In der Kreisliga A freut sich der SV Hösel, Rot-Weiß Lintorf nicht

Fußball : SV Hösel schießt sich mit Kantersieg wieder an die Spitze

In der Kreisliga A feiern die Höseler ein 8:1-Schützenfest gegen Turus Reserve. Rot-Weiß Lintorf dagegen verliert bei Aufsteiger Sportring Eller 1:3. Dabei ist Sven Held noch der beste Lintorfer – der Feldspieler, der das Tor hüten musste.

Spricht man Hösels Fußballtrainer Senad Hecimovic auf seinen Angriff an, dann gerät der 37-Jährige umgehend ins Schwärmen. „Hösel, die Ballerbude“, freute er sich nach dem 8:1-Kantersieg über Turu 80 II. Dann weiter: „Turu hat eine vorzügliche erste Halbzeit gespielt. Da wurden wir in allen Bereichen gefordert. Aber dann konnten die Gäste unser Tempo nicht mehr mithalten, und acht Tore sprechen für sich.“ Nun ist sein SVH wieder Tabellenführer dank des großartigen Torverhältnisses mit 27 Treffern in sieben Spielen bisher. Der Trainer aus Velbert weiter: „Wir haben einen breiten Kader. Wird einer müde, nicht schlimm, andere warten schon darauf, dass sie ihre Einsatzchance bekommen.“ Bester Torjäger der Blau-Weißen ist Steffen Bahrs. Der 27-Jährige stammt aus den eigenen Reihen, fünf Treffer hat er nun auf dem Konto. Dahinter folgt Johann Kunz, der Ex-Homberger, der gegen Turu dreimal traf.

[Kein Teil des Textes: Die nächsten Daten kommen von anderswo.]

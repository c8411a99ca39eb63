use chrono::{DateTime, Utc};
use serde::{Deserialize, Serialize};

/// Lifecycle of an adoption request. Pending until the owner decides.
#[derive(Debug, Clone, Copy, Default, PartialEq, Eq, Serialize, Deserialize)]
#[serde(rename_all = "lowercase")]
pub enum AdoptionStatus {
    #[default]
    Pending,
    Accepted,
    Rejected,
}

impl AdoptionStatus {
    pub fn as_str(&self) -> &'static str {
        match self {
            AdoptionStatus::Pending => "pending",
            AdoptionStatus::Accepted => "accepted",
            AdoptionStatus::Rejected => "rejected",
        }
    }
}

/// Stored adoption request
#[derive(Debug, Clone, Default, Serialize, Deserialize, PartialEq)]
#[serde(default, rename_all = "camelCase")]
pub struct AdoptionModel {
    #[serde(rename = "_id", skip_serializing_if = "String::is_empty")]
    pub id: String,
    pub pet_id: String,
    #[serde(skip_serializing_if = "Option::is_none")]
    pub pet_name: Option<String>,
    #[serde(skip_serializing_if = "Option::is_none")]
    pub pet_image: Option<String>,
    /// Email of the user who listed the pet
    pub owner_email: String,
    #[serde(skip_serializing_if = "Option::is_none")]
    pub requester_name: Option<String>,
    pub requester_email: String,
    #[serde(skip_serializing_if = "Option::is_none")]
    pub phone: Option<String>,
    #[serde(skip_serializing_if = "Option::is_none")]
    pub address: Option<String>,
    pub status: AdoptionStatus,
    #[serde(skip_serializing_if = "Option::is_none")]
    pub requested_at: Option<DateTime<Utc>>,
}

SV Hösel: Reckzeh - Wrede (71. Ziani), Werntges (70. Bongers), Heckhoff, Loepke, Kunz, Knoche, Laufmann, Richter, Bahrs (64. Oldörp), Peuler (64 Martinelli). Tore: 1:0 und 2:1 beide Kunz (22./ 39.), 3:1 Heckhoff (50.), 4:1 Bahrs (58./ Elfmeter), 5:1 Richter (60.), 6:1 Laufmann (66.), 7:1 Oldörp (72.), 8:1 Kunz (78.).

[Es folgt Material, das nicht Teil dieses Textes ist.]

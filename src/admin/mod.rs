//! Privileged listings. Every route here sits behind both the token check and the admin role check.

pub use crate::campaigns::pause_campaign;
pub use handlers::{all_campaigns, all_pets};

mod handlers;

Rot-Weiß Lintorf hat es erstmals auswärts erwischt. Nach drei Siegen auf fremden Plätzen unterlagen die Schützlinge von Trainer Pascal Ohlenmacher beim Aufsteiger Sport­ring Eller mit 1:3 (0:2). Ohlenmacher musste mit Sven Held einen Feldspieler in den Kasten stellen, die beiden etatmäßigen Keeper waren verhindert. Aber daran lag es nicht, dass erstmals auswärts nichts geholt wurde. Held war einer der besten bei RWL. Vorentscheidend war Ellers Doppelschlag nach einer guten Viertelstunde zum 2:0. Dann kamen die Rot-Weißen gleich nach dem Wechsel 1:2 durch Niklas Roeszies heran, ihnen gelang auch eine leichte Überlegenheit, aber in der Nachspielzeit schoss Eller das 3:1. „Wir haben insgesamt schlecht gespielt“, sagte Ohlenmacher. „Vor der Pause lief nichts zusammen. Als sich das dann besserte, ließen wir gute Chancen liegen. Aber Eller auch. Die Niederlage geht in Ordnung, sie ist schließlich verkraftbar.“ Mit Platz neun liegen die Lintorfer durchaus im Soll.

RW Lintorf: Held - Kuckelkorn, Krüger, Schwarzbach (86. Kutzen), Meyer, Akyi, Böhme, Spelter (83. Böschenbröker ), Roeszies, Pleß (72. Ntefoudis). Tore: 1:0 Brempong (15.), 2:0 Weber (17.), 2:1 Roeszies (49.), 3:1 Nolte (90. + 4).